Stored data -
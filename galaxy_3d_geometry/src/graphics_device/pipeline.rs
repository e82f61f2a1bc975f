/// Vertex input descriptors handed to the graphics pipeline configuration

use crate::graphics_device::BufferFormat;

/// Primitive topology
#[derive(Debug, Clone, Copy, PartialEq, Eq)]
pub enum PrimitiveTopology {
    /// Triangle list
    TriangleList,
    /// Triangle strip
    TriangleStrip,
    /// Line list
    LineList,
    /// Point list
    PointList,
}

/// Index buffer element type
#[derive(Debug, Clone, Copy, PartialEq, Eq)]
pub enum IndexType {
    /// 16-bit indices (max 65535 vertices)
    U16,
    /// 32-bit indices (max ~4 billion vertices)
    U32,
}

impl IndexType {
    /// Size in bytes of one index element
    pub fn size_bytes(&self) -> u32 {
        match self {
            IndexType::U16 => 2,
            IndexType::U32 => 4,
        }
    }
}

/// Vertex input rate
#[derive(Debug, Clone, Copy, PartialEq, Eq)]
pub enum VertexInputRate {
    /// Data is per-vertex
    Vertex,
    /// Data is per-instance
    Instance,
}

/// Logical meaning of a vertex attribute
#[derive(Debug, Clone, Copy, PartialEq, Eq, Hash)]
pub enum VertexSemantic {
    Position,
    Normal,
    Color,
    Tangent,
    Bitangent,
    TexCoord,
}

impl VertexSemantic {
    /// All semantics, in the order meshes expose them
    pub const ALL: [VertexSemantic; 6] = [
        VertexSemantic::Position,
        VertexSemantic::Normal,
        VertexSemantic::Color,
        VertexSemantic::TexCoord,
        VertexSemantic::Tangent,
        VertexSemantic::Bitangent,
    ];

    /// Default format used when an attribute is added without an explicit one
    pub fn default_format(&self) -> BufferFormat {
        match self {
            VertexSemantic::TexCoord => BufferFormat::R32G32_SFLOAT,
            VertexSemantic::Tangent => BufferFormat::R32G32B32A32_SFLOAT,
            _ => BufferFormat::R32G32B32_SFLOAT,
        }
    }
}

/// Vertex attribute description
#[derive(Debug, Clone, Copy, PartialEq)]
pub struct VertexAttribute {
    /// What the attribute carries
    pub semantic: VertexSemantic,
    /// Attribute location in shader
    pub location: u32,
    /// Binding index
    pub binding: u32,
    /// Format of the attribute (data type and component count)
    pub format: BufferFormat,
    /// Offset in bytes from the start of the vertex
    pub offset: u32,
}

impl VertexAttribute {
    /// Size in bytes of one attribute value
    pub fn size_bytes(&self) -> u32 {
        self.format.size_bytes()
    }
}

/// Vertex binding description
#[derive(Debug, Clone, Copy, PartialEq)]
pub struct VertexBinding {
    /// Binding index
    pub binding: u32,
    /// Stride in bytes between consecutive elements
    pub stride: u32,
    /// Input rate (per-vertex or per-instance)
    pub input_rate: VertexInputRate,
}

/// Vertex input layout
#[derive(Debug, Clone, Default, PartialEq)]
pub struct VertexLayout {
    /// Vertex bindings
    pub bindings: Vec<VertexBinding>,
    /// Vertex attributes
    pub attributes: Vec<VertexAttribute>,
}

#[cfg(test)]
#[path = "pipeline_tests.rs"]
mod tests;
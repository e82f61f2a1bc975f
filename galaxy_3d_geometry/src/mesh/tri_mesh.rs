/// In-memory triangle mesh: attribute arrays plus an optional triangle index list.

use glam::{Vec2, Vec3, Vec4};
use crate::geometry::TriMeshVertexData;
use crate::graphics_device::IndexType;
use crate::mesh::{MeshAttributes, TriMeshSource};

/// Triangle mesh container
///
/// An attribute counts as available once every position has a matching value.
#[derive(Debug, Clone, Default)]
pub struct TriMesh {
    index_type: Option<IndexType>,
    indices: Vec<u32>,
    positions: Vec<Vec3>,
    normals: Vec<Vec3>,
    colors: Vec<Vec3>,
    tex_coords: Vec<Vec2>,
    tangents: Vec<Vec4>,
    bitangents: Vec<Vec3>,
}

impl TriMesh {
    /// Create an empty mesh (`None` = unindexed, every 3 vertices form a triangle)
    pub fn new(index_type: Option<IndexType>) -> Self {
        Self { index_type, ..Default::default() }
    }

    /// Append a position, returns its vertex index
    pub fn append_position(&mut self, value: Vec3) -> u32 {
        self.positions.push(value);
        self.positions.len() as u32 - 1
    }

    pub fn append_normal(&mut self, value: Vec3) {
        self.normals.push(value);
    }

    pub fn append_color(&mut self, value: Vec3) {
        self.colors.push(value);
    }

    pub fn append_tex_coord(&mut self, value: Vec2) {
        self.tex_coords.push(value);
    }

    pub fn append_tangent(&mut self, value: Vec4) {
        self.tangents.push(value);
    }

    pub fn append_bitangent(&mut self, value: Vec3) {
        self.bitangents.push(value);
    }

    /// Append a triangle (ignored on unindexed meshes)
    pub fn append_triangle(&mut self, vtx0: u32, vtx1: u32, vtx2: u32) {
        if self.index_type.is_none() {
            return;
        }
        self.indices.extend_from_slice(&[vtx0, vtx1, vtx2]);
    }

    /// Flat triangle index list
    pub fn indices(&self) -> &[u32] {
        &self.indices
    }

    pub fn positions(&self) -> &[Vec3] {
        &self.positions
    }

    fn complete<T>(&self, values: &[T]) -> bool {
        !values.is_empty() && values.len() == self.positions.len()
    }
}

impl TriMeshSource for TriMesh {
    fn index_type(&self) -> Option<IndexType> {
        self.index_type
    }

    fn triangle_count(&self) -> u32 {
        match self.index_type {
            Some(_) => (self.indices.len() / 3) as u32,
            None => (self.positions.len() / 3) as u32,
        }
    }

    fn vertex_count(&self) -> u32 {
        self.positions.len() as u32
    }

    fn available_attributes(&self) -> MeshAttributes {
        let mut attributes = MeshAttributes::POSITION;
        attributes.set(MeshAttributes::NORMAL, self.complete(&self.normals));
        attributes.set(MeshAttributes::COLOR, self.complete(&self.colors));
        attributes.set(MeshAttributes::TEX_COORD, self.complete(&self.tex_coords));
        attributes.set(MeshAttributes::TANGENT, self.complete(&self.tangents));
        attributes.set(MeshAttributes::BITANGENT, self.complete(&self.bitangents));
        attributes
    }

    fn triangle(&self, index: u32) -> Option<[u32; 3]> {
        if index >= self.triangle_count() {
            return None;
        }
        let base = index as usize * 3;
        match self.index_type {
            Some(_) => Some([self.indices[base], self.indices[base + 1], self.indices[base + 2]]),
            None => Some([base as u32, base as u32 + 1, base as u32 + 2]),
        }
    }

    fn vertex_data(&self, index: u32) -> Option<TriMeshVertexData> {
        let i = index as usize;
        Some(TriMeshVertexData {
            position: *self.positions.get(i)?,
            normal: self.normals.get(i).copied(),
            color: self.colors.get(i).copied(),
            tex_coord: self.tex_coords.get(i).copied(),
            tangent: self.tangents.get(i).copied(),
            bitangent: self.bitangents.get(i).copied(),
        })
    }
}

#[cfg(test)]
#[path = "tri_mesh_tests.rs"]
mod tests;
/// Buffer usage and vertex attribute formats

/// Buffer usage
#[derive(Debug, Clone, Copy, PartialEq, Eq)]
pub enum BufferUsage {
    /// Vertex buffer
    Vertex,
    /// Index buffer
    Index,
}

/// Scalar type of one format component
#[derive(Debug, Clone, Copy, PartialEq, Eq)]
pub enum ComponentType {
    Float32,
    Sint32,
    Uint32,
    Sint16,
    Uint16,
    Sint8,
    Uint8,
}

/// Buffer data format for vertex attributes
///
/// Defines the data type and component count for buffer elements.
/// Used for vertex attributes (position, normal, UV, etc.).
#[derive(Debug, Clone, Copy, PartialEq, Eq, Hash)]
#[allow(non_camel_case_types)]
pub enum BufferFormat {
    // Float formats (vertex attributes)
    R32_SFLOAT,         // float (4 bytes)
    R32G32_SFLOAT,      // vec2 (8 bytes)
    R32G32B32_SFLOAT,   // vec3 (12 bytes)
    R32G32B32A32_SFLOAT, // vec4 (16 bytes)

    // Integer formats (signed)
    R32_SINT,
    R32G32_SINT,
    R32G32B32_SINT,
    R32G32B32A32_SINT,

    // Integer formats (unsigned)
    R32_UINT,
    R32G32_UINT,
    R32G32B32_UINT,
    R32G32B32A32_UINT,

    // Short formats (signed)
    R16_SINT,
    R16G16_SINT,
    R16G16B16A16_SINT,

    // Short formats (unsigned)
    R16_UINT,
    R16G16_UINT,
    R16G16B16A16_UINT,

    // Byte formats (signed)
    R8_SINT,
    R8G8_SINT,
    R8G8B8A8_SINT,

    // Byte formats (unsigned)
    R8_UINT,
    R8G8_UINT,
    R8G8B8A8_UINT,
}

impl BufferFormat {
    /// Returns size in bytes for this format
    pub fn size_bytes(&self) -> u32 {
        match self {
            // Float formats
            BufferFormat::R32_SFLOAT | BufferFormat::R32_SINT | BufferFormat::R32_UINT => 4,
            BufferFormat::R32G32_SFLOAT | BufferFormat::R32G32_SINT | BufferFormat::R32G32_UINT => 8,
            BufferFormat::R32G32B32_SFLOAT | BufferFormat::R32G32B32_SINT | BufferFormat::R32G32B32_UINT => 12,
            BufferFormat::R32G32B32A32_SFLOAT | BufferFormat::R32G32B32A32_SINT | BufferFormat::R32G32B32A32_UINT => 16,

            // Short formats
            BufferFormat::R16_SINT | BufferFormat::R16_UINT => 2,
            BufferFormat::R16G16_SINT | BufferFormat::R16G16_UINT => 4,
            BufferFormat::R16G16B16A16_SINT | BufferFormat::R16G16B16A16_UINT => 8,

            // Byte formats
            BufferFormat::R8_SINT | BufferFormat::R8_UINT => 1,
            BufferFormat::R8G8_SINT | BufferFormat::R8G8_UINT => 2,
            BufferFormat::R8G8B8A8_SINT | BufferFormat::R8G8B8A8_UINT => 4,
        }
    }

    /// Scalar type of each component
    pub fn component_type(&self) -> ComponentType {
        match self {
            BufferFormat::R32_SFLOAT | BufferFormat::R32G32_SFLOAT
            | BufferFormat::R32G32B32_SFLOAT | BufferFormat::R32G32B32A32_SFLOAT => ComponentType::Float32,

            BufferFormat::R32_SINT | BufferFormat::R32G32_SINT
            | BufferFormat::R32G32B32_SINT | BufferFormat::R32G32B32A32_SINT => ComponentType::Sint32,

            BufferFormat::R32_UINT | BufferFormat::R32G32_UINT
            | BufferFormat::R32G32B32_UINT | BufferFormat::R32G32B32A32_UINT => ComponentType::Uint32,

            BufferFormat::R16_SINT | BufferFormat::R16G16_SINT | BufferFormat::R16G16B16A16_SINT => ComponentType::Sint16,
            BufferFormat::R16_UINT | BufferFormat::R16G16_UINT | BufferFormat::R16G16B16A16_UINT => ComponentType::Uint16,
            BufferFormat::R8_SINT | BufferFormat::R8G8_SINT | BufferFormat::R8G8B8A8_SINT => ComponentType::Sint8,
            BufferFormat::R8_UINT | BufferFormat::R8G8_UINT | BufferFormat::R8G8B8A8_UINT => ComponentType::Uint8,
        }
    }

    /// Number of components (1 to 4)
    pub fn component_count(&self) -> u32 {
        match self {
            BufferFormat::R32_SFLOAT | BufferFormat::R32_SINT | BufferFormat::R32_UINT
            | BufferFormat::R16_SINT | BufferFormat::R16_UINT
            | BufferFormat::R8_SINT | BufferFormat::R8_UINT => 1,

            BufferFormat::R32G32_SFLOAT | BufferFormat::R32G32_SINT | BufferFormat::R32G32_UINT
            | BufferFormat::R16G16_SINT | BufferFormat::R16G16_UINT
            | BufferFormat::R8G8_SINT | BufferFormat::R8G8_UINT => 2,

            BufferFormat::R32G32B32_SFLOAT | BufferFormat::R32G32B32_SINT | BufferFormat::R32G32B32_UINT => 3,

            BufferFormat::R32G32B32A32_SFLOAT | BufferFormat::R32G32B32A32_SINT | BufferFormat::R32G32B32A32_UINT
            | BufferFormat::R16G16B16A16_SINT | BufferFormat::R16G16B16A16_UINT
            | BufferFormat::R8G8B8A8_SINT | BufferFormat::R8G8B8A8_UINT => 4,
        }
    }
}

#[cfg(test)]
#[path = "buffer_tests.rs"]
mod tests;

Problem details - Identify the lines above with the word "impl". Copy them.

Response area -
impl IndexType {
impl VertexSemantic {
impl VertexAttribute {
impl TriMesh {
impl TriMeshSource for TriMesh {
impl BufferFormat {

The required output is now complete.